▸ **EXERCISE**
Which lines in the records below contain the word "ByteOrder"? Report each of them.

▸ **RECORDS FOR THIS EXERCISE**
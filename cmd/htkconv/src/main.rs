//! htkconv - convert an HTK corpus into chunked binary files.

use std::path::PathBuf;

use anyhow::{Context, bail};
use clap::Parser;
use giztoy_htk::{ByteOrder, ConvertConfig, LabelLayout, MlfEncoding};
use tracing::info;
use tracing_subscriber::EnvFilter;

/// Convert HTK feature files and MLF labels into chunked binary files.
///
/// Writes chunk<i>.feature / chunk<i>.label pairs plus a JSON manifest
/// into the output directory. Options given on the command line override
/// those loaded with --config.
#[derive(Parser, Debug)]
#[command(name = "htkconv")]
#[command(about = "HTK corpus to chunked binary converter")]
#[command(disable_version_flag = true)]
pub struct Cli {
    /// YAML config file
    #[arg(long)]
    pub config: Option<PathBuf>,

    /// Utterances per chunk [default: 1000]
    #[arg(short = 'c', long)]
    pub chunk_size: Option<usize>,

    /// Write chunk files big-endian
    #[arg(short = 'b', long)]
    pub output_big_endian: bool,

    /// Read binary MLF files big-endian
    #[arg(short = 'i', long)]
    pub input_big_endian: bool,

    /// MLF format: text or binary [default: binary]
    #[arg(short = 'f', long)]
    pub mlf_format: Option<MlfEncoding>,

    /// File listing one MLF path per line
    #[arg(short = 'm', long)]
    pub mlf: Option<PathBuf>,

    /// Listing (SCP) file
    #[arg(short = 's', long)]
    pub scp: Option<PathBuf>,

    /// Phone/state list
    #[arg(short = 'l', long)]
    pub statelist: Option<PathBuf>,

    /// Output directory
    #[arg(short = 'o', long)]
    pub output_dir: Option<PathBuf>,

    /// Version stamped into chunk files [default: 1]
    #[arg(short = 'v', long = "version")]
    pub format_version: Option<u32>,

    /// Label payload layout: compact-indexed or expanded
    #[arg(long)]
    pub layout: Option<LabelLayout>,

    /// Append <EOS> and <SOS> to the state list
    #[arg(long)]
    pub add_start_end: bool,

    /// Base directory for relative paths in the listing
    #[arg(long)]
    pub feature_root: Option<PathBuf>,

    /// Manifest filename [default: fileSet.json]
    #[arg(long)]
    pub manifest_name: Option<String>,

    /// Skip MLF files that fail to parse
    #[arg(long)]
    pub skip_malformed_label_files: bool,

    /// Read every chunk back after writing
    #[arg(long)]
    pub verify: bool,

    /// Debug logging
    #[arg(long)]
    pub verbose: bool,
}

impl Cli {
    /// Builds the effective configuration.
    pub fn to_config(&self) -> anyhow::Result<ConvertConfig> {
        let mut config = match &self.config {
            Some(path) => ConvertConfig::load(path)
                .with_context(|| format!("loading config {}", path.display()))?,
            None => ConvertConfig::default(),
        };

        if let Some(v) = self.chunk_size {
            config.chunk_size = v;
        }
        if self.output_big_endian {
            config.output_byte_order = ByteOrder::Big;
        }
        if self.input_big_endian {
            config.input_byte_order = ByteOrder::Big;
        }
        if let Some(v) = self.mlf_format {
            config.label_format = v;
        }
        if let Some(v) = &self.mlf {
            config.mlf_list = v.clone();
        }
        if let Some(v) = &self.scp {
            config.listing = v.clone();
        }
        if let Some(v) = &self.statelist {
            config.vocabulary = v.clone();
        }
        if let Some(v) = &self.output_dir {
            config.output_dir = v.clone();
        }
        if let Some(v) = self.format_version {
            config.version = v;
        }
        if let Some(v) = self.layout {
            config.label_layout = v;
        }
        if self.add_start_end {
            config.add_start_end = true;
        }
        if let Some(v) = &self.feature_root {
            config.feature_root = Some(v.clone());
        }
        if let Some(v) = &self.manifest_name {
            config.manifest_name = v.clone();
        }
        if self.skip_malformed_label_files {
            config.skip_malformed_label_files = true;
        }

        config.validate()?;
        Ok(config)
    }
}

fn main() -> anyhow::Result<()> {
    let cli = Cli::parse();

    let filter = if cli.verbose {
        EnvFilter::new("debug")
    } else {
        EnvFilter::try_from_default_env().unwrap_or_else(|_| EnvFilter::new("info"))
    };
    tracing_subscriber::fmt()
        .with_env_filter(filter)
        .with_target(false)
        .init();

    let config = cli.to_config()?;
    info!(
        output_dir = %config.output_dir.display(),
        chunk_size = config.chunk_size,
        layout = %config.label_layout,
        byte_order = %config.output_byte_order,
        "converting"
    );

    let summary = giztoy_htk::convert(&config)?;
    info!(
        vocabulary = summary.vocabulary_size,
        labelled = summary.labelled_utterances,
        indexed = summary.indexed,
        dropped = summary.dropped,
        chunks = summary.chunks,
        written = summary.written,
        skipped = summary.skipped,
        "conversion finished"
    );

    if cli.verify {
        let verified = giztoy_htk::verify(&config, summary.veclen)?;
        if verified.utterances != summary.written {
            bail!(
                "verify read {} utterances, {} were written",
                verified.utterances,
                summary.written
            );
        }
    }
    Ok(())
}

▸ **RESPONSE TO THIS TASK**
use giztoy_htk::{ByteOrder, ConvertConfig, LabelLayout, MlfEncoding};
            config.output_byte_order = ByteOrder::Big;
            config.input_byte_order = ByteOrder::Big;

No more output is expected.